ARTIGOS
As guerras no mundo e as guerras ignoradas no Brasil
8 de dezembro, 2023Samuel Hanan, engenheiro com especialização nas áreas de macroeconomia
Em pleno século XXI, o mundo ainda se defronta com os horrores da guerra, como se os dois grandes conflitos mundiais do século passado, somados às guerras do Vietnã, das Malvinas e do Golfo, para citar somente algumas, não tivessem sido suficientes para desnudar o sofrimento humano imposto pelas disputas bélicas.
Há quase um mês vimos assistindo à guerra entre Israel e Hamas/Gaza, eclodida após o ataque terrorista do Hamas, com um saldo sangrento de cerca de 15 mil vítimas fatais; crianças decapitadas; idosos torturados; mulheres violentadas, espancadas e depois assassinadas; centenas de cidadãos sequestrados; vidas abreviadas, famílias dizimadas e cidades destruídas.
A barbárie se repete e se propaga, a ponto de praticamente colocar em segundo plano das atenções mundiais a invasão da Rússia à Ucrânia, conflito que já dura cerca de 19 meses, com bombardeios aéreos, disparos de mísseis, operações da infantaria e da esquadra naval, tudo desafiando a diplomacia mundial. Não bastasse a crueldade que o conflito representa por si só, ainda ressuscitou o fantasma da utilização de armas nucleares, ameaça que parecia adormecida desde o fim da Guerra Fria.
Momentaneamente ofuscado no noticiário, o conflito entre Rússia e Ucrânia já soma cerca de 560 mil vítimas, entre mortos e feridos, segundo divulgou o jornal norte-americano The New York Times. Do lado russo, são 120 mil militares mortos e outros 180 mil feridos. Entre os ucranianos, 70 mil militares e 60 mil civis mortos, e 130 mil pessoas feridas. A infraestrutura está em ruínas e muitas cidades foram destruídas por completo. Um saldo estarrecedor em todos os aspectos.
Em menos de dois anos, o conflito no leste europeu já consumiu cerca de US$ 800 bilhões e especialistas especulam que os gastos dessa guerra podem chegar à cifra recorde de US$ 1 trilhão, o correspondente a cinco vezes o Produto Interno Bruto (PIB) da Ucrânia. Como se vê, os custos financeiros e humanos são tão grandiosos quanto o ódio que alimenta a beligerância entre países, seja por questões históricas, econômicas, territoriais ou religiosas, ou mesmo pela estupidez de alguns governantes.

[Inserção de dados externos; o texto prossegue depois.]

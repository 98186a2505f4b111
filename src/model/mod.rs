pub mod cursor;
pub mod pointer;
pub mod surface;

pub use cursor::{Cursor, CursorImage};
pub use pointer::{DisplayId, MouseId, PointerState, WindowId};
pub use surface::{PixelFormat, Surface};
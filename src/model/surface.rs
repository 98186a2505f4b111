// Pixel surfaces handed to the cursor backend

use byteorder::{ByteOrder, LittleEndian};
use image::RgbaImage;

use crate::error::{CursorError, Result};

/// Pixel layouts a cursor surface may arrive in.
///
/// The 32-bit formats are packed little-endian words, so `Argb8888` is stored
/// in memory as B, G, R, A. The 24-bit formats are plain byte orders.
#[derive(Debug, Clone, Copy, PartialEq, Eq)]
pub enum PixelFormat {
    Argb8888,
    Rgba8888,
    Abgr8888,
    Bgra8888,
    Xrgb8888,
    Xbgr8888,
    Rgb24,
    Bgr24,
}

impl PixelFormat {
    pub fn bytes_per_pixel(self) -> usize {
        match self {
            PixelFormat::Rgb24 | PixelFormat::Bgr24 => 3,
            _ => 4,
        }
    }

    pub fn has_alpha(self) -> bool {
        matches!(
            self,
            PixelFormat::Argb8888
                | PixelFormat::Rgba8888
                | PixelFormat::Abgr8888
                | PixelFormat::Bgra8888
        )
    }

    /// Decode one pixel into `[a, r, g, b]`. Formats without alpha read as opaque.
    pub fn decode(self, px: &[u8]) -> [u8; 4] {
        let [a, r, g, b] = match self {
            PixelFormat::Rgb24 => [0xFF, px[0], px[1], px[2]],
            PixelFormat::Bgr24 => [0xFF, px[2], px[1], px[0]],
            _ => {
                let v = LittleEndian::read_u32(px);
                let (a, r, g, b) = match self {
                    PixelFormat::Argb8888 | PixelFormat::Xrgb8888 => {
                        (v >> 24, v >> 16, v >> 8, v)
                    }
                    PixelFormat::Rgba8888 => (v, v >> 24, v >> 16, v >> 8),
                    PixelFormat::Abgr8888 | PixelFormat::Xbgr8888 => {
                        (v >> 24, v, v >> 8, v >> 16)
                    }
                    PixelFormat::Bgra8888 => (v, v >> 8, v >> 16, v >> 24),
                    PixelFormat::Rgb24 | PixelFormat::Bgr24 => unreachable!(),
                };
                [a as u8, r as u8, g as u8, b as u8]
            }
        };
        if self.has_alpha() { [a, r, g, b] } else { [0xFF, r, g, b] }
    }

    /// Encode `[a, r, g, b]` into `out`, which must hold `bytes_per_pixel` bytes.
    pub fn encode(self, [a, r, g, b]: [u8; 4], out: &mut [u8]) {
        let (a, r, g, b) = (a as u32, r as u32, g as u32, b as u32);
        let v = match self {
            PixelFormat::Rgb24 => {
                out[..3].copy_from_slice(&[r as u8, g as u8, b as u8]);
                return;
            }
            PixelFormat::Bgr24 => {
                out[..3].copy_from_slice(&[b as u8, g as u8, r as u8]);
                return;
            }
            PixelFormat::Argb8888 => a << 24 | r << 16 | g << 8 | b,
            PixelFormat::Xrgb8888 => 0xFF << 24 | r << 16 | g << 8 | b,
            PixelFormat::Rgba8888 => r << 24 | g << 16 | b << 8 | a,
            PixelFormat::Abgr8888 => a << 24 | b << 16 | g << 8 | r,
            PixelFormat::Xbgr8888 => 0xFF << 24 | b << 16 | g << 8 | r,
            PixelFormat::Bgra8888 => b << 24 | g << 16 | r << 8 | a,
        };
        LittleEndian::write_u32(out, v);
    }
}

/// A straight-alpha pixel surface of arbitrary format and pitch.
///
/// Only built through validating constructors, so `pixels` always covers
/// `height` rows of `pitch` bytes (the last row may omit its padding).
#[derive(Debug, Clone)]
pub struct Surface {
    width: u32,
    height: u32,
    format: PixelFormat,
    pitch: usize,
    pixels: Vec<u8>,
}

impl Surface {
    pub fn new(
        width: u32,
        height: u32,
        format: PixelFormat,
        pitch: usize,
        pixels: Vec<u8>,
    ) -> Result<Self> {
        let row = (width as usize)
            .checked_mul(format.bytes_per_pixel())
            .ok_or_else(|| CursorError::InvalidSurface(format!("{} pixel row overflows", width)))?;
        if pitch < row {
            return Err(CursorError::InvalidSurface(format!(
                "pitch {} is shorter than a {} byte row",
                pitch, row
            )));
        }
        let needed = match height {
            0 => Some(0),
            h => pitch
                .checked_mul(h as usize - 1)
                .and_then(|n| n.checked_add(row)),
        };
        let Some(needed) = needed else {
            return Err(CursorError::InvalidSurface(format!(
                "{}x{} with pitch {} overflows",
                width, height, pitch
            )));
        };
        if pixels.len() < needed {
            return Err(CursorError::InvalidSurface(format!(
                "{} bytes of pixels, {}x{} needs {}",
                pixels.len(),
                width,
                height,
                needed
            )));
        }
        Ok(Self {
            width,
            height,
            format,
            pitch,
            pixels,
        })
    }

    pub fn width(&self) -> u32 {
        self.width
    }

    pub fn height(&self) -> u32 {
        self.height
    }

    pub fn format(&self) -> PixelFormat {
        self.format
    }

    pub fn pitch(&self) -> usize {
        self.pitch
    }

    pub fn pixels(&self) -> &[u8] {
        &self.pixels
    }

    pub fn from_rgba_image(image: &RgbaImage) -> Self {
        // R, G, B, A in memory is ABGR8888 as a little-endian word
        Self {
            width: image.width(),
            height: image.height(),
            format: PixelFormat::Abgr8888,
            pitch: image.width() as usize * 4,
            pixels: image.as_raw().clone(),
        }
    }

    /// Build a surface from an Xcursor image, undoing its premultiplied alpha.
    ///
    /// Xcursor pixels are little-endian ARGB words, so B, G, R, A in memory.
    pub fn from_xcursor_image(image: &xcursor::parser::Image) -> Result<Self> {
        let mut pixels = image.pixels_rgba.clone();
        for px in pixels.chunks_exact_mut(4) {
            let a = px[3] as u32;
            if a == 0 {
                px.copy_from_slice(&[0, 0, 0, 0]);
                continue;
            }
            for c in &mut px[..3] {
                *c = ((*c as u32 * 255) / a).min(255) as u8;
            }
        }
        Self::new(
            image.width,
            image.height,
            PixelFormat::Argb8888,
            image.width as usize * 4,
            pixels,
        )
    }

    /// Read the pixel at `(x, y)` as `[a, r, g, b]`.
    pub fn pixel(&self, x: u32, y: u32) -> Option<[u8; 4]> {
        if x >= self.width || y >= self.height {
            return None;
        }
        let bpp = self.format.bytes_per_pixel();
        let offset = y as usize * self.pitch + x as usize * bpp;
        Some(self.format.decode(&self.pixels[offset..offset + bpp]))
    }
}
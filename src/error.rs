use thiserror::Error;

#[derive(Error, Debug, Clone, PartialEq, Eq)]
pub enum CursorError {
    #[error("out of memory")]
    OutOfMemory,
    #[error("No mouse.")]
    NoPointerDevice,
    #[error("No mouse or current cursor.")]
    NoFocusOrCursor,
    #[error("invalid surface: {0}")]
    InvalidSurface(String),
}

pub type Result<T, E = CursorError> = std::result::Result<T, E>;
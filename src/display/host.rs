use tracing::trace;

use super::framebuffer::FbDisplay;
use crate::backend::VideoHost;
use crate::model::{CursorImage, DisplayId, MouseId, PointerState, WindowId};

pub const FULLSCREEN_WINDOW: WindowId = WindowId(1);
pub const PRIMARY_DISPLAY: DisplayId = DisplayId(0);

/// Single-output host: one fullscreen window on one framebuffer display.
#[derive(Debug)]
pub struct FramebufferHost {
    pointer: Option<PointerState>,
    display: FbDisplay,
}

impl FramebufferHost {
    /// A host with a registered mouse, focused on the fullscreen window.
    pub fn new(width: u32, height: u32) -> Self {
        Self {
            pointer: Some(PointerState {
                mouse_id: MouseId::default(),
                focus: Some(FULLSCREEN_WINDOW),
                has_current_cursor: false,
                x: 0,
                y: 0,
            }),
            display: FbDisplay::new(width, height),
        }
    }

    pub fn without_mouse(width: u32, height: u32) -> Self {
        Self {
            pointer: None,
            display: FbDisplay::new(width, height),
        }
    }

    pub fn pointer_mut(&mut self) -> Option<&mut PointerState> {
        self.pointer.as_mut()
    }

    pub fn set_focus(&mut self, focus: Option<WindowId>) {
        if let Some(pointer) = self.pointer.as_mut() {
            pointer.focus = focus;
        }
    }

    pub fn display(&self) -> &FbDisplay {
        &self.display
    }

    pub fn display_mut(&mut self) -> &mut FbDisplay {
        &mut self.display
    }

    /// Nearest on-screen position to `(x, y)`.
    fn clamp_to_display(&self, x: i32, y: i32) -> (i32, i32) {
        let max_x = self.display.width().saturating_sub(1) as i32;
        let max_y = self.display.height().saturating_sub(1) as i32;
        (x.clamp(0, max_x), y.clamp(0, max_y))
    }
}

impl VideoHost for FramebufferHost {
    fn mouse(&self) -> Option<&PointerState> {
        self.pointer.as_ref()
    }

    fn display_for_window(&self, window: WindowId) -> Option<DisplayId> {
        (window == FULLSCREEN_WINDOW).then_some(PRIMARY_DISPLAY)
    }

    fn bind_cursor(&mut self, display: DisplayId, image: &CursorImage) {
        if display == PRIMARY_DISPLAY {
            self.display.bind_cursor(image);
        }
    }

    fn send_mouse_motion(&mut self, window: WindowId, _mouse: MouseId, relative: bool, x: i32, y: i32) {
        if window != FULLSCREEN_WINDOW {
            return;
        }
        let Some((px, py)) = self.pointer.as_ref().map(PointerState::position) else {
            return;
        };

        let (x, y) = if relative {
            (px.saturating_add(x), py.saturating_add(y))
        } else {
            (x, y)
        };
        let (x, y) = self.clamp_to_display(x, y);
        let Some(pointer) = self.pointer.as_mut() else {
            return;
        };
        pointer.x = x;
        pointer.y = y;
        trace!(x = pointer.x, y = pointer.y, "pointer motion");
    }

    fn warp_in_window(&mut self, window: WindowId, x: i32, y: i32) {
        if window == FULLSCREEN_WINDOW {
            let (x, y) = self.clamp_to_display(x, y);
            self.display.move_cursor_to(x, y);
        }
    }
}

#[cfg(test)]
mod tests {
    use super::*;

    #[test]
    fn test_motion_is_clamped() {
        let mut host = FramebufferHost::new(10, 5);
        host.send_mouse_motion(FULLSCREEN_WINDOW, MouseId(0), false, 40, -2);
        assert_eq!(host.mouse().unwrap().position(), (9, 0));

        host.send_mouse_motion(FULLSCREEN_WINDOW, MouseId(0), true, -3, 2);
        assert_eq!(host.mouse().unwrap().position(), (6, 2));
    }

    #[test]
    fn test_off_screen_warp_matches_pointer() {
        let mut host = FramebufferHost::new(64, 48);
        host.send_mouse_motion(FULLSCREEN_WINDOW, MouseId(0), false, 1000, 1000);
        host.warp_in_window(FULLSCREEN_WINDOW, 1000, 1000);

        assert_eq!(host.mouse().unwrap().position(), (63, 47));
        assert_eq!(host.display().cursor_position(), (63, 47));

        host.send_mouse_motion(FULLSCREEN_WINDOW, MouseId(0), true, i32::MIN, i32::MAX);
        host.warp_in_window(FULLSCREEN_WINDOW, i32::MIN, i32::MAX);
        assert_eq!(host.mouse().unwrap().position(), (0, 47));
        assert_eq!(host.display().cursor_position(), (0, 47));
    }

    #[test]
    fn test_other_windows_ignored() {
        let mut host = FramebufferHost::new(10, 10);
        host.send_mouse_motion(WindowId(7), MouseId(0), false, 4, 4);
        host.warp_in_window(WindowId(7), 4, 4);

        assert_eq!(host.mouse().unwrap().position(), (0, 0));
        assert_eq!(host.display().cursor_position(), (0, 0));
        assert_eq!(host.display_for_window(WindowId(7)), None);
    }

    #[test]
    fn test_without_mouse() {
        let host = FramebufferHost::without_mouse(4, 4);
        assert!(host.mouse().is_none());
    }
}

A par dessas guerras declaradas, noticiadas praticamente em tempo real pelas redes de comunicação mundiais, uma outra guerra se desenrola: a da informação não profissional, com batalhas de narrativas travadas por simpatizantes de ambos os lados, cada qual tentando impor a sua versão, tomada como verdade absoluta.
O Brasil, felizmente, não se envolve em conflitos bélicos desde a Segunda Grande Guerra. República federativa que possui a democracia em seu DNA, tem no preâmbulo da Constituição Federal de 1988 “a instituição de um estado democrático destinado a assegurar o exercício dos direitos sociais e individuais, a liberdade, a segurança, o bem-estar, o desenvolvimento, a igualdade e a justiça como valores supremos de uma sociedade fraterna, pluralista e sem preconceitos fundados na harmonia social e comprometida na ordem pacífica, interna e internacional”.
Mas como explicar, no âmbito internacional, um país democrático tem entre seus principais aliados os países do Brics que a cada dia se expande com a inclusão de nações avessas à democracia, além de acolher países com regimes totalitários, como Irã e Arábia Saudita?
Há, ainda, outro dilema a ser considerado: o de um país que é pacífico, porém não enxerga suas guerras internas, que estão sendo perdidas por se ignorar suas feridas e suas vítimas. Elas existem, embora o Brasil figure entre a 8ª e 9ª posição entre as maiores economias do mundo, possua a 5º maior extensão territorial entre os países e abrigue a 7ª maior população do planeta. Um país gigante e cheio de riquezas, que sempre alimenta o sonho de ser protagonista mundial embora esteja longe de oferecer qualidade de vida ao seu próprio povo.